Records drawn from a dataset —
#####

use std::path::PathBuf;

/// Errors raised by cache backends.
///
/// Readers never surface these to the marker pipeline: a failed read is
/// logged and reported as a miss.
#[derive(thiserror::Error, Debug)]
pub enum CacheError {
    #[error("cache I/O failed at {path}")]
    Io {
        path: PathBuf,
        #[source]
        source: std::io::Error,
    },
    #[error("corrupted cache entry {path}")]
    Corrupt {
        path: PathBuf,
        #[source]
        source: serde_json::Error,
    },
    #[error("cache entry {path} was written for fingerprint {found}")]
    KeyMismatch { path: PathBuf, found: String },
}

impl CacheError {
    pub(crate) fn io(path: impl Into<PathBuf>, source: std::io::Error) -> Self {
        Self::Io {
            path: path.into(),
            source,
        }
    }
}
/// Filesystem operations used while publishing.
pub trait PublishFs: Send + Sync {
    fn create_dir_all(&self, path: &Path) -> io::Result<()>;
    fn write(&self, path: &Path, data: &[u8]) -> io::Result<()>;
    fn rename(&self, from: &Path, to: &Path) -> io::Result<()>;
    fn remove_dir_all(&self, path: &Path) -> io::Result<()>;
    fn exists(&self, path: &Path) -> bool;
}

/// [`PublishFs`] backed by `std::fs`.
#[derive(Clone, Copy, Debug, Default)]
pub struct StdFs;

impl PublishFs for StdFs {
    fn create_dir_all(&self, path: &Path) -> io::Result<()> {
        std::fs::create_dir_all(path)
    }

    fn write(&self, path: &Path, data: &[u8]) -> io::Result<()> {
        std::fs::write(path, data)
    }

    fn rename(&self, from: &Path, to: &Path) -> io::Result<()> {
        std::fs::rename(from, to)
    }

    fn remove_dir_all(&self, path: &Path) -> io::Result<()> {
        std::fs::remove_dir_all(path)
    }

    fn exists(&self, path: &Path) -> bool {
        path.exists()
    }
}

#[derive(thiserror::Error, Debug)]
pub enum PublishError {
    #[error("failed to write staged artifact {path}")]
    Stage {
        path: PathBuf,
        #[source]
        source: io::Error,
    },

    #[error("failed to move existing marker {path} aside")]
    Backup {
        path: PathBuf,
        #[source]
        source: io::Error,
    },

    #[error("failed to promote staged marker to {path}")]
    Promote {
        path: PathBuf,
        #[source]
        source: io::Error,
    },

    /// The previous artifacts are still intact under `backup`.
    #[error("failed to restore previous marker from {backup}")]
    Rollback {
        backup: PathBuf,
        #[source]
        source: io::Error,
    },

    #[error("failed to recover interrupted publish in {path}")]
    Recover {
        path: PathBuf,
        #[source]
        source: io::Error,
    },

    #[error("failed to remove marker {path}")]
    Remove {
        path: PathBuf,
        #[source]
        source: io::Error,
    },
}

/// Paths of one published marker.
#[derive(Clone, Debug, PartialEq, Eq, Serialize, Deserialize)]
pub struct MarkerArtifact {
    pub dir: PathBuf,
    pub feature_set_path: PathBuf,
    pub multiscale_feature_set_path: PathBuf,
    pub image_metadata_set_path: PathBuf,
}

impl MarkerArtifact {
    /// Layout of marker `id` inside `markers_dir`.
    pub fn locate(markers_dir: &Path, id: &str) -> Self {
        let dir = markers_dir.join(id);
        Self {
            feature_set_path: dir.join(format!("{id}.fset")),
            multiscale_feature_set_path: dir.join(format!("{id}.fset3")),
            image_metadata_set_path: dir.join(format!("{id}.iset")),
            dir,
        }
    }

    /// Paths in write order: `.fset`, `.fset3`, `.iset`.
    pub fn paths(&self) -> [&Path; 3] {
        [
            &self.feature_set_path,
            &self.multiscale_feature_set_path,
            &self.image_metadata_set_path,
        ]
    }

    /// `true` when all three files are present.
    pub fn is_complete(&self) -> bool {
        self.paths().iter().all(|p| p.is_file())
    }
}

/// Encoded bytes of the three artifacts, ready to publish.
#[derive(Clone, Debug, Default)]
pub struct ArtifactBytes {
    pub feature_set: Vec<u8>,
    pub multiscale_feature_set: Vec<u8>,
    pub image_metadata_set: Vec<u8>,
}

/// Writes marker directories under `{storage_root}/nft_markers`.
#[derive(Clone)]
pub struct Publisher {
    markers_dir: PathBuf,
    fs: Arc<dyn PublishFs>,
}

impl std::fmt::Debug for Publisher {
    fn fmt(&self, f: &mut std::fmt::Formatter<'_>) -> std::fmt::Result {
        f.debug_struct("Publisher")
            .field("markers_dir", &self.markers_dir)
            .finish_non_exhaustive()
    }
}
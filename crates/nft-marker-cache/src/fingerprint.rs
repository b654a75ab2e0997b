use serde::{Deserialize, Serialize};
use sha2::{Digest, Sha256};
use std::fmt;
use std::path::Path;
use std::time::UNIX_EPOCH;

/// Content address of a source image: SHA-256 over (identifier, version
/// stamp, byte size), rendered as 64 lowercase hex characters.
#[derive(Clone, Debug, PartialEq, Eq, Hash, PartialOrd, Ord, Serialize, Deserialize)]
#[serde(transparent)]
pub struct Fingerprint(String);

impl Fingerprint {
    /// Hash an identifier, a modification stamp and a byte size.
    pub fn new(source: &str, modified: &str, byte_size: u64) -> Self {
        let mut hasher = Sha256::new();
        hasher.update(source.as_bytes());
        hasher.update([0u8]);
        hasher.update(modified.as_bytes());
        hasher.update([0u8]);
        hasher.update(byte_size.to_le_bytes());
        Self(format!("{:x}", hasher.finalize()))
    }

    /// Fingerprint a file on disk from its path, mtime and size.
    ///
    /// A rewritten file gets a new fingerprint, so stale entries are never
    /// looked up again.
    pub fn for_file(path: &Path) -> std::io::Result<Self> {
        let meta = std::fs::metadata(path)?;
        let modified = meta.modified()?;
        let stamp = match modified.duration_since(UNIX_EPOCH) {
            Ok(d) => format!("{}.{:09}", d.as_secs(), d.subsec_nanos()),
            Err(e) => format!("-{}", e.duration().as_nanos()),
        };
        Ok(Self::new(&path.to_string_lossy(), &stamp, meta.len()))
    }

    /// Fingerprint an in-memory image; the content digest stands in for the
    /// modification time.
    pub fn for_bytes(reference: &str, data: &[u8]) -> Self {
        let digest = Sha256::digest(data);
        Self::new(reference, &format!("sha256:{digest:x}"), data.len() as u64)
    }

    /// Parse a stored fingerprint. Only 64-char lowercase hex is accepted,
    /// which also makes the value safe to use as a file name.
    pub fn parse(s: &str) -> Option<Self> {
        let ok = s.len() == 64 && s.bytes().all(|b| matches!(b, b'0'..=b'9' | b'a'..=b'f'));
        ok.then(|| Self(s.to_owned()))
    }

    #[inline]
    pub fn as_str(&self) -> &str {
        &self.0
    }
}

impl fmt::Display for Fingerprint {
    fn fmt(&self, f: &mut fmt::Formatter<'_>) -> fmt::Result {
        f.write_str(&self.0)
    }
}
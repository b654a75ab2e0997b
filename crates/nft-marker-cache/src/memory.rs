use crate::{Cache, CacheError, Clock, SystemClock, TtlPolicy};
use chrono::{DateTime, Utc};
use std::collections::HashMap;
use std::hash::Hash;
use std::sync::{Arc, Mutex};

/// Process-local cache with the same TTL semantics as the file store.
pub struct MemoryCache<K, V> {
    entries: Mutex<HashMap<K, (V, DateTime<Utc>)>>,
    policy: TtlPolicy,
    clock: Arc<dyn Clock>,
}

impl<K, V> Default for MemoryCache<K, V> {
    fn default() -> Self {
        Self {
            entries: Mutex::new(HashMap::new()),
            policy: TtlPolicy::default(),
            clock: Arc::new(SystemClock),
        }
    }
}

impl<K, V> MemoryCache<K, V> {
    pub fn new() -> Self {
        Self::default()
    }

    pub fn with_ttl(mut self, policy: TtlPolicy) -> Self {
        self.policy = policy;
        self
    }

    pub fn with_clock(mut self, clock: Arc<dyn Clock>) -> Self {
        self.clock = clock;
        self
    }

    /// Number of stored entries, expired ones included.
    pub fn len(&self) -> usize {
        self.entries
            .lock()
            .unwrap_or_else(|e| e.into_inner())
            .len()
    }

    pub fn is_empty(&self) -> bool {
        self.len() == 0
    }

    /// Drop expired entries. Returns how many were removed.
    pub fn purge_expired(&self) -> usize {
        let now = self.clock.now();
        let mut entries = self.entries.lock().unwrap_or_else(|e| e.into_inner());
        let before = entries.len();
        entries.retain(|_, (_, created)| !self.policy.is_expired(*created, now));
        before - entries.len()
    }
}

impl<K, V> Cache<K, V> for MemoryCache<K, V>
where
    K: Eq + Hash + Clone + Send,
    V: Clone + Send,
{
    fn get(&self, key: &K) -> Option<V> {
        let now = self.clock.now();
        let entries = self.entries.lock().unwrap_or_else(|e| e.into_inner());
        let (value, created) = entries.get(key)?;
        (!self.policy.is_expired(*created, now)).then(|| value.clone())
    }

    fn set(&self, key: &K, value: V) -> Result<(), CacheError> {
        let now = self.clock.now();
        self.entries
            .lock()
            .unwrap_or_else(|e| e.into_inner())
            .insert(key.clone(), (value, now));
        Ok(())
    }
}
//! Cheap checks that run before any pixel work or filesystem write.

use crate::config::{MarkerConfig, MIN_IMAGE_SIDE};
use crate::MarkerError;
use image::ImageReader;
use std::io::Cursor;

/// Longest accepted marker identifier, in bytes.
pub const MAX_MARKER_ID_LEN: usize = 128;

/// Marker ids name a directory, so only `[A-Za-z0-9_-]` is allowed.
pub fn validate_marker_id(id: &str) -> Result<(), MarkerError> {
    let reason = if id.is_empty() {
        "must not be empty"
    } else if id.len() > MAX_MARKER_ID_LEN {
        "longer than 128 bytes"
    } else if !id
        .bytes()
        .all(|b| b.is_ascii_alphanumeric() || b == b'-' || b == b'_')
    {
        "only ASCII letters, digits, '-' and '_' are allowed"
    } else {
        return Ok(());
    };
    Err(MarkerError::InvalidMarkerId {
        id: id.to_owned(),
        reason,
    })
}

/// Enforce the size window: minimum side, maximum side, maximum area, in
/// that order.
pub fn validate_dimensions(width: u32, height: u32, cfg: &MarkerConfig) -> Result<(), MarkerError> {
    if width < MIN_IMAGE_SIDE || height < MIN_IMAGE_SIDE {
        return Err(MarkerError::TooSmall {
            width,
            height,
            min: MIN_IMAGE_SIDE,
        });
    }
    if width > cfg.max_image_size || height > cfg.max_image_size {
        return Err(MarkerError::TooLarge {
            width,
            height,
            max: cfg.max_image_size,
        });
    }
    let area = width as u64 * height as u64;
    if area > cfg.max_image_area {
        return Err(MarkerError::AreaExceeded {
            width,
            height,
            area,
            max_area: cfg.max_image_area,
        });
    }
    Ok(())
}

/// [`validate_dimensions`] for in-memory buffers; a side that does not fit
/// in `u32` is reported as [`MarkerError::TooLarge`].
pub fn validate_view_dimensions(
    width: usize,
    height: usize,
    cfg: &MarkerConfig,
) -> Result<(), MarkerError> {
    match (u32::try_from(width), u32::try_from(height)) {
        (Ok(width), Ok(height)) => validate_dimensions(width, height, cfg),
        _ => Err(MarkerError::TooLarge {
            width: u32::try_from(width).unwrap_or(u32::MAX),
            height: u32::try_from(height).unwrap_or(u32::MAX),
            max: cfg.max_image_size,
        }),
    }
}

/// Widest decoded pixel the `image` crate produces (RGBA, 32-bit float).
const MAX_DECODED_BYTES_PER_PIXEL: u64 = 16;

/// Allocation ceiling for decoding: enough for any pixel format at the
/// configured maximum area, never below the `image` crate's own default.
pub fn decode_alloc_limit(cfg: &MarkerConfig) -> u64 {
    let default = image::Limits::default().max_alloc.unwrap_or(512 * 1024 * 1024);
    cfg.max_image_area
        .saturating_mul(MAX_DECODED_BYTES_PER_PIXEL)
        .max(default)
}

/// Read width and height from the image header without decoding pixels.
pub fn probe_dimensions(bytes: &[u8]) -> Result<(u32, u32), MarkerError> {
    ImageReader::new(Cursor::new(bytes))
        .with_guessed_format()
        .map_err(|e| MarkerError::Decode(image::ImageError::IoError(e)))?
        .into_dimensions()
        .map_err(MarkerError::Decode)
}

/// Probe, validate, then fully decode to 8-bit luma.
///
/// Oversized images are rejected from their header alone.
pub fn decode_validated(bytes: &[u8], cfg: &MarkerConfig) -> Result<image::GrayImage, MarkerError> {
    let (width, height) = probe_dimensions(bytes)?;
    validate_dimensions(width, height, cfg)?;
    let mut limits = image::Limits::default();
    limits.max_image_width = Some(cfg.max_image_size);
    limits.max_image_height = Some(cfg.max_image_size);
    limits.max_alloc = Some(decode_alloc_limit(cfg));

    let mut reader = ImageReader::new(Cursor::new(bytes))
        .with_guessed_format()
        .map_err(|e| MarkerError::Decode(image::ImageError::IoError(e)))?;
    reader.limits(limits);
    let decoded = reader.decode().map_err(MarkerError::Decode)?;
    Ok(decoded.to_luma8())
}
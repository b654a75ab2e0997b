//! Content-addressed, TTL-bounded cache used by the marker analyzer.
//!
//! Keys are [`Fingerprint`]s derived from a source image's identity (path,
//! modification time, size), so a changed file simply stops matching its
//! old entry; there is no explicit invalidation. Entries older than the
//! [`TtlPolicy`] are reported as misses even while they still exist on disk.
//!
//! Backends:
//! - [`JsonFileCache`]: `{storage_root}/nft_cache/{fingerprint}.json`.
//! - [`MemoryCache`]: process-local map, handy for tests and short-lived tools.

mod clock;
mod error;
mod file;
mod fingerprint;
mod memory;

use chrono::{DateTime, Utc};
use serde::{Deserialize, Serialize};

pub use clock::{Clock, ManualClock, SystemClock, TtlPolicy};
pub use error::CacheError;
pub use file::{JsonFileCache, CACHE_DIR_NAME};
pub use fingerprint::Fingerprint;
pub use memory::MemoryCache;

/// Key/value store with a TTL read policy.
///
/// `get` is an idempotent read within the TTL window and `set` is
/// write-through: a `get` right after `set` returns the stored value.
/// Concurrent writers for the same key are last-writer-wins.
pub trait Cache<K, V>: Send + Sync {
    /// Stored value, or `None` when absent, expired or unreadable.
    fn get(&self, key: &K) -> Option<V>;

    /// Store `value` under `key`, stamping it with the current time.
    fn set(&self, key: &K, value: V) -> Result<(), CacheError>;
}

/// On-disk record: the payload's fields are flattened next to the
/// fingerprint and creation time.
#[derive(Clone, Debug, PartialEq, Serialize, Deserialize)]
pub struct CacheEntry<V> {
    pub fingerprint: Fingerprint,
    #[serde(flatten)]
    pub payload: V,
    pub created_at: DateTime<Utc>,
}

#####

What you are asked to do —
Exact reproduction is required: output the lines from the start of the entries above through the line with "pub struct StdFs;".

Solution to the problem —
use std::path::PathBuf;

/// Errors raised by cache backends.
///
/// Readers never surface these to the marker pipeline: a failed read is
/// logged and reported as a miss.
#[derive(thiserror::Error, Debug)]
pub enum CacheError {
    #[error("cache I/O failed at {path}")]
    Io {
        path: PathBuf,
        #[source]
        source: std::io::Error,
    },
    #[error("corrupted cache entry {path}")]
    Corrupt {
        path: PathBuf,
        #[source]
        source: serde_json::Error,
    },
    #[error("cache entry {path} was written for fingerprint {found}")]
    KeyMismatch { path: PathBuf, found: String },
}

impl CacheError {
    pub(crate) fn io(path: impl Into<PathBuf>, source: std::io::Error) -> Self {
        Self::Io {
            path: path.into(),
            source,
        }
    }
}
/// Filesystem operations used while publishing.
pub trait PublishFs: Send + Sync {
    fn create_dir_all(&self, path: &Path) -> io::Result<()>;
    fn write(&self, path: &Path, data: &[u8]) -> io::Result<()>;
    fn rename(&self, from: &Path, to: &Path) -> io::Result<()>;
    fn remove_dir_all(&self, path: &Path) -> io::Result<()>;
    fn exists(&self, path: &Path) -> bool;
}

/// [`PublishFs`] backed by `std::fs`.
#[derive(Clone, Copy, Debug, Default)]
pub struct StdFs;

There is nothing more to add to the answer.